Would you show every line from the records that holds "successful"?

(Collected data)
__________________________________________________

// ============================================================================
// Request Queue
// ============================================================================

use std::collections::VecDeque;
use std::sync::{Arc, Mutex};

use tokio::time::Instant;

use crate::notify::Completion;
use crate::record::Record;

/// One queued read-modify-write request on behalf of a record.
///
/// At most one operation per record is outstanding at any time; the queue
/// enforces this through `has_pending_for` at enqueue time.
pub(crate) struct Operation {
    record: Arc<Record>,
    emergency: bool,
    state: Mutex<OperationState>,
    completion: Completion,
}

struct OperationState {
    attempt_count: u32,
    last_attempt_at: Option<Instant>,
    processing: bool,
}

impl Operation {
    fn new(record: Arc<Record>, emergency: bool) -> Self {
        Self {
            record,
            emergency,
            state: Mutex::new(OperationState {
                attempt_count: 0,
                last_attempt_at: None,
                processing: false,
            }),
            completion: Completion::new(),
        }
    }

    pub(crate) fn record(&self) -> &Arc<Record> {
        &self.record
    }

    pub(crate) fn emergency(&self) -> bool {
        self.emergency
    }

    pub(crate) fn completion(&self) -> &Completion {
        &self.completion
    }

    pub(crate) fn is_processing(&self) -> bool {
        self.state.lock().map(|s| s.processing).unwrap_or(false)
    }

    /// Claim the operation for dispatch. Returns false when it was
    /// already in flight, so two concurrent ticks cannot both dispatch.
    pub(crate) fn try_begin_processing(&self) -> bool {
        match self.state.lock() {
            Ok(mut state) => {
                if state.processing {
                    false
                } else {
                    state.processing = true;
                    true
                }
            }
            Err(_) => false,
        }
    }

    /// Record a failed attempt: bump the counter, stamp the clock, clear
    /// the in-flight flag. Returns the new attempt count.
    pub(crate) fn record_failure(&self) -> u32 {
        match self.state.lock() {
            Ok(mut state) => {
                state.attempt_count += 1;
                state.last_attempt_at = Some(Instant::now());
                state.processing = false;
                state.attempt_count
            }
            Err(_) => u32::MAX,
        }
    }

    pub(crate) fn attempt_count(&self) -> u32 {
        self.state.lock().map(|s| s.attempt_count).unwrap_or(0)
    }

    /// True once the backoff wait for the current attempt count has
    /// elapsed. An operation that has never been attempted is eligible
    /// immediately.
    pub(crate) fn backoff_elapsed(&self, max_exponent: u32) -> bool {
        let Ok(state) = self.state.lock() else {
            return false;
        };
        match state.last_attempt_at {
            None => true,
            Some(at) => at.elapsed() >= crate::scheduler::backoff_wait(state.attempt_count, max_exponent),
        }
    }
}

/// Ordered collection of pending operations.
///
/// Emergency operations are inserted at the front; everything else is
/// FIFO at the tail, except that an ineligible head rotates to the back
/// so later items are not starved behind it.
pub(crate) struct RequestQueue {
    items: VecDeque<Arc<Operation>>,
}

impl RequestQueue {
    pub(crate) fn new() -> Self {
        Self {
            items: VecDeque::new(),
        }
    }

    pub(crate) fn enqueue(&mut self, record: Arc<Record>, emergency: bool) -> Arc<Operation> {
        let op = Arc::new(Operation::new(record, emergency));
        if emergency {
            self.items.push_front(op.clone());
        } else {
            self.items.push_back(op.clone());
        }
        op
    }

    pub(crate) fn front(&self) -> Option<&Arc<Operation>> {
        self.items.front()
    }

    /// Move the head to the tail (in-flight or backoff-blocked head).
    pub(crate) fn rotate_front(&mut self) {
        if let Some(op) = self.items.pop_front() {
            self.items.push_back(op);
        }
    }

    /// Remove the operation wherever it sits, resolve its completion and
    /// stamp the record's processed clock.
    pub(crate) fn finalize(&mut self, op: &Arc<Operation>, success: bool) {
        if let Some(pos) = self.items.iter().position(|item| Arc::ptr_eq(item, op)) {
            self.items.remove(pos);
        }
        op.record.mark_processed_now();
        op.completion.resolve(success);
    }

    /// Move a retryable operation to the back of the queue.
    pub(crate) fn requeue_back(&mut self, op: &Arc<Operation>) {
        if let Some(pos) = self.items.iter().position(|item| Arc::ptr_eq(item, op)) {
            self.items.remove(pos);
            self.items.push_back(op.clone());
        }
    }

    /// Discard everything, resolving each dropped operation as failed so
    /// its waiters are released. Forced shutdown only. Records stay open;
    /// closing them is the caller's decision.
    pub(crate) fn emergency_flush(&mut self) {
        for op in self.items.drain(..) {
            op.completion.resolve(false);
        }
    }

    /// Discard routine work ahead of a shutdown flush: every item that is
    /// neither in flight nor emergency is dropped and resolved as failed,
    /// order preserved for the rest. The affected records stay open so
    /// the emergency pass can still save them.
    pub(crate) fn flush_non_emergency(&mut self) {
        let mut kept = VecDeque::with_capacity(self.items.len());
        for op in self.items.drain(..) {
            if op.emergency || op.is_processing() {
                kept.push_back(op);
            } else {
                op.completion.resolve(false);
            }
        }
        self.items = kept;
    }

    /// Linear scan; queue sizes are bounded by resident-record count.
    pub(crate) fn has_pending_for(&self, record: &Arc<Record>) -> bool {
        self.items.iter().any(|op| Arc::ptr_eq(&op.record, record))
    }

    pub(crate) fn len(&self) -> usize {
        self.items.len()
    }

    pub(crate) fn is_empty(&self) -> bool {
        self.items.is_empty()
    }
}

#[cfg(test)]
mod tests {
    use super::*;
    use crate::store::{Store, StoreConfig};

    fn test_record(key: &str) -> Arc<Record> {
        let store = Arc::new(Store::new(StoreConfig::new("queue-tests")));
        Record::open(store, key).unwrap()
    }

    #[test]
    fn emergency_goes_to_front() {
        let mut queue = RequestQueue::new();
        let a = test_record("a");
        let b = test_record("b");
        let c = test_record("c");

        queue.enqueue(a.clone(), false);
        queue.enqueue(b.clone(), false);
        let urgent = queue.enqueue(c.clone(), true);

        assert!(Arc::ptr_eq(queue.front().unwrap(), &urgent));
    }

    #[test]
    fn rotate_preserves_items() {
        let mut queue = RequestQueue::new();
        let a = test_record("a");
        let b = test_record("b");
        let first = queue.enqueue(a, false);
        queue.enqueue(b, false);

        queue.rotate_front();
        assert_eq!(queue.len(), 2);
        assert!(!Arc::ptr_eq(queue.front().unwrap(), &first));
        queue.rotate_front();
        assert!(Arc::ptr_eq(queue.front().unwrap(), &first));
    }

    #[test]
    fn has_pending_for_matches_identity() {
        let mut queue = RequestQueue::new();
        let a = test_record("a");
        let b = test_record("b");
        queue.enqueue(a.clone(), false);

        assert!(queue.has_pending_for(&a));
        assert!(!queue.has_pending_for(&b));
    }

    #[test]
    fn flush_non_emergency_keeps_urgent_and_inflight() {
        let mut queue = RequestQueue::new();
        let a = test_record("a");
        let b = test_record("b");
        let c = test_record("c");

        let inflight = queue.enqueue(a, false);
        assert!(inflight.try_begin_processing());
        let dropped = queue.enqueue(b, false);
        queue.enqueue(c, true);

        queue.flush_non_emergency();
        assert_eq!(queue.len(), 2);
        assert!(queue.items.iter().all(|op| op.emergency || op.is_processing()));
        // Dropped work signals failure instead of stranding its waiter.
        assert!(dropped.completion().is_resolved());
        assert!(!inflight.completion().is_resolved());
    }

    #[test]
    fn emergency_flush_discards_everything() {
        let mut queue = RequestQueue::new();
        let a = queue.enqueue(test_record("a"), false);
        let b = queue.enqueue(test_record("b"), true);

        queue.emergency_flush();
        assert!(queue.is_empty());
        assert!(a.completion().is_resolved());
        assert!(b.completion().is_resolved());
    }

    #[tokio::test]
    async fn finalize_resolves_and_removes() {
        let mut queue = RequestQueue::new();
        let record = test_record("a");
        let op = queue.enqueue(record, false);

        queue.finalize(&op, true);
        assert!(queue.is_empty());
        assert!(op.completion().wait().await);
    }

    #[tokio::test]
    async fn record_failure_counts_up() {
        let mut queue = RequestQueue::new();
        let op = queue.enqueue(test_record("a"), false);

        assert_eq!(op.attempt_count(), 0);
        assert!(op.try_begin_processing());
        assert!(!op.try_begin_processing());
        assert_eq!(op.record_failure(), 1);
        assert!(!op.is_processing());
    }
}
// ============================================================================
// Record Lifecycle
// ============================================================================

use std::sync::{Arc, Mutex, MutexGuard};
use std::time::Duration;

use serde_json::Value;
use tokio::time::Instant;
use tracing::warn;

use crate::checksum::checksum;
use crate::core::{Result, SyncError};
use crate::engine::Engine;
use crate::notify::Completion;
use crate::remote::{Metadata, StoredValue};
use crate::session::{SessionId, session_now_ms};
use crate::store::Store;

/// In-memory handle state for one remote key.
///
/// Lifecycle: Unloaded → Loading → Loaded → Closed. Closed is terminal and
/// reachable from any state (force close without save).
pub(crate) struct Record {
    key: String,
    store: Arc<Store>,
    session_id: SessionId,
    session_started_at: i64,
    state: Mutex<RecordState>,
    closed_signal: Completion,
}

struct RecordState {
    data: Option<Value>,
    metadata: Option<Metadata>,
    user_ids: Vec<u64>,
    loaded: bool,
    closed: bool,
    last_checksum: Option<u64>,
    last_processed_at: Option<Instant>,
}

impl Record {
    /// Create the record and register it as resident in its store.
    pub(crate) fn open(store: Arc<Store>, key: &str) -> Result<Arc<Self>> {
        let record = Arc::new(Self {
            key: key.to_string(),
            store: store.clone(),
            session_id: SessionId::generate(),
            session_started_at: session_now_ms(),
            state: Mutex::new(RecordState {
                data: None,
                metadata: None,
                user_ids: Vec::new(),
                loaded: false,
                closed: false,
                last_checksum: None,
                last_processed_at: None,
            }),
            closed_signal: Completion::new(),
        });
        store.insert_record(key, record.clone())?;
        Ok(record)
    }

    fn state(&self) -> Result<MutexGuard<'_, RecordState>> {
        self.state.lock().map_err(Into::into)
    }

    pub(crate) fn key(&self) -> &str {
        &self.key
    }

    pub(crate) fn store_ref(&self) -> &Arc<Store> {
        &self.store
    }

    pub(crate) fn session_id(&self) -> SessionId {
        self.session_id
    }

    pub(crate) fn session_started_at(&self) -> i64 {
        self.session_started_at
    }

    pub(crate) fn is_closed(&self) -> bool {
        self.state.lock().map(|s| s.closed).unwrap_or(true)
    }

    pub(crate) fn is_loaded(&self) -> bool {
        self.state.lock().map(|s| s.loaded).unwrap_or(false)
    }

    pub(crate) fn mark_loaded(&self) {
        if let Ok(mut state) = self.state.lock() {
            state.loaded = true;
        }
    }

    pub(crate) fn has_data(&self) -> bool {
        self.state.lock().map(|s| s.data.is_some()).unwrap_or(false)
    }

    /// Idempotent terminal transition: mark closed, leave the store's
    /// resident set, fire the closed signal. Safe to call repeatedly.
    pub(crate) fn close(self: &Arc<Self>) {
        {
            let Ok(mut state) = self.state.lock() else {
                return;
            };
            if state.closed {
                return;
            }
            state.closed = true;
        }
        self.store.remove_record(&self.key, self);
        self.closed_signal.resolve(true);
    }

    pub(crate) fn closed_signal(&self) -> &Completion {
        &self.closed_signal
    }

    /// Local state seen by the transaction executor: cached payload (None
    /// until first load) and associated user ids.
    pub(crate) fn local_snapshot(&self) -> (Option<Value>, Vec<u64>) {
        match self.state.lock() {
            Ok(state) => (state.data.clone(), state.user_ids.clone()),
            Err(_) => (None, Vec::new()),
        }
    }

    /// Adopt a remote value after a successful load (or post-conflict
    /// reload): payload, metadata and user ids all come from the store.
    pub(crate) fn adopt_loaded(&self, value: StoredValue) {
        if let Ok(mut state) = self.state.lock() {
            state.data = Some(value.data);
            state.metadata = Some(value.metadata);
            state.user_ids = value.user_ids;
        }
    }

    /// After a successful save only the bookkeeping comes back; the local
    /// payload stays authoritative.
    pub(crate) fn adopt_saved(&self, metadata: Metadata, user_ids: Vec<u64>) {
        if let Ok(mut state) = self.state.lock() {
            state.metadata = Some(metadata);
            state.user_ids = user_ids;
        }
    }

    pub(crate) fn mark_processed_now(&self) {
        if let Ok(mut state) = self.state.lock() {
            state.last_processed_at = Some(Instant::now());
        }
    }

    /// Reset the dirty-detection baseline to the current payload.
    pub(crate) fn refresh_checksum(&self) {
        if let Ok(mut state) = self.state.lock() {
            state.last_checksum = state.data.as_ref().map(checksum);
        }
    }

    /// Auto-save candidate check: returns the current payload and stored
    /// baseline when the record is open, has data, and its quiet period
    /// has elapsed.
    pub(crate) fn auto_save_candidate(&self, interval: Duration) -> Option<(Value, Option<u64>)> {
        let state = self.state.lock().ok()?;
        if state.closed {
            return None;
        }
        let data = state.data.as_ref()?;
        let processed_at = state.last_processed_at?;
        if processed_at.elapsed() < interval {
            return None;
        }
        Some((data.clone(), state.last_checksum))
    }

    /// Stamp a new dirty baseline ahead of an auto-save enqueue.
    pub(crate) fn stamp_auto_save(&self, new_checksum: u64) {
        if let Ok(mut state) = self.state.lock() {
            state.last_checksum = Some(new_checksum);
            state.last_processed_at = Some(Instant::now());
        }
    }
}

/// Public handle to one resident record.
#[derive(Clone)]
pub struct RecordHandle {
    pub(crate) engine: Arc<Engine>,
    pub(crate) record: Arc<Record>,
}

impl RecordHandle {
    pub fn key(&self) -> &str {
        self.record.key()
    }

    pub fn session_id(&self) -> SessionId {
        self.record.session_id()
    }

    /// UTC millisecond timestamp at which this record's session began.
    pub fn session_started_at(&self) -> i64 {
        self.record.session_started_at()
    }

    pub fn is_loaded(&self) -> bool {
        self.record.is_loaded()
    }

    pub fn is_closed(&self) -> bool {
        self.record.is_closed()
    }

    /// Fetch the record from the remote store and block until the
    /// operation resolves. Returns whether the load succeeded; a failed
    /// load force-closes the record.
    ///
    /// If an operation is already pending for this record the call fails
    /// with `OperationPending` rather than handing back the in-flight
    /// notifier; the first caller holds the only handle to it.
    pub async fn load(&self) -> Result<bool> {
        {
            let record = &self.record;
            if record.is_closed() {
                return Err(SyncError::RecordClosed(record.key().to_string()));
            }
            if record.is_loaded() {
                return Err(SyncError::AlreadyLoaded(record.key().to_string()));
            }
        }
        let completion = self
            .engine
            .enqueue_update(self.record.clone(), false)
            .await?
            .ok_or_else(|| SyncError::OperationPending(self.record.key().to_string()))?;

        let success = completion.wait().await;
        if success {
            self.record.mark_loaded();
        }
        Ok(success)
    }

    /// Queue a save of the current in-memory payload. Returns `None` when
    /// an operation is already pending for this record (the earlier
    /// caller holds its notifier). A failing operation force-closes the
    /// record.
    pub async fn update(&self, emergency: bool) -> Result<Option<Completion>> {
        if self.record.is_closed() {
            return Err(SyncError::RecordClosed(self.record.key().to_string()));
        }
        self.engine.enqueue_update(self.record.clone(), emergency).await
    }

    /// Save and close. An unloaded record is force-closed without a
    /// remote call (there is nothing to save). The record is closed
    /// whether or not the final save succeeds.
    pub async fn release(&self, emergency: bool) -> Result<bool> {
        if self.record.is_closed() {
            return Err(SyncError::RecordClosed(self.record.key().to_string()));
        }
        if !self.record.is_loaded() {
            self.record.close();
            return Ok(true);
        }
        match self.engine.enqueue_update(self.record.clone(), emergency).await? {
            Some(completion) => {
                let success = completion.wait().await;
                self.record.close();
                Ok(success)
            }
            None => {
                // An earlier operation is still pending and cannot be
                // awaited from here; close and report failure.
                warn!(key = %self.record.key(), "release with an operation pending; closing without final save");
                self.record.close();
                Ok(false)
            }
        }
    }

    /// Force-close without saving. Idempotent.
    pub fn close(&self) {
        self.record.close();
    }

    /// Signal resolved once the record reaches its closed state.
    pub fn closed(&self) -> Completion {
        self.record.closed_signal().clone()
    }

    /// Associate a user id with this record. Takes effect remotely on the
    /// next write.
    pub fn add_user_id(&self, id: u64) -> Result<()> {
        let mut state = self.record.state()?;
        if state.closed {
            return Err(SyncError::RecordClosed(self.record.key().to_string()));
        }
        if state.user_ids.contains(&id) {
            return Err(SyncError::DuplicateUserId(id));
        }
        state.user_ids.push(id);
        Ok(())
    }

    pub fn user_ids(&self) -> Vec<u64> {
        self.record
            .state
            .lock()
            .map(|s| s.user_ids.clone())
            .unwrap_or_default()
    }

    /// Clone of the cached payload; `None` before the first load.
    pub fn data(&self) -> Option<Value> {
        self.record.state.lock().ok().and_then(|s| s.data.clone())
    }

    pub fn metadata(&self) -> Option<Metadata> {
        self.record
            .state
            .lock()
            .ok()
            .and_then(|s| s.metadata.clone())
    }

    /// Mutate the cached payload in place. The change reaches the remote
    /// store on the next save (explicit update, auto-save, or release).
    pub fn update_data<F>(&self, f: F) -> Result<()>
    where
        F: FnOnce(&mut Value),
    {
        let mut state = self.record.state()?;
        if state.closed {
            return Err(SyncError::RecordClosed(self.record.key().to_string()));
        }
        match state.data.as_mut() {
            Some(data) => {
                f(data);
                Ok(())
            }
            None => Err(SyncError::NotLoaded(self.record.key().to_string())),
        }
    }
}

__________________________________________________

* **RESULT FOR THIS EXERCISE**
    /// Adopt a remote value after a successful load (or post-conflict
    /// After a successful save only the bookkeeping comes back; the local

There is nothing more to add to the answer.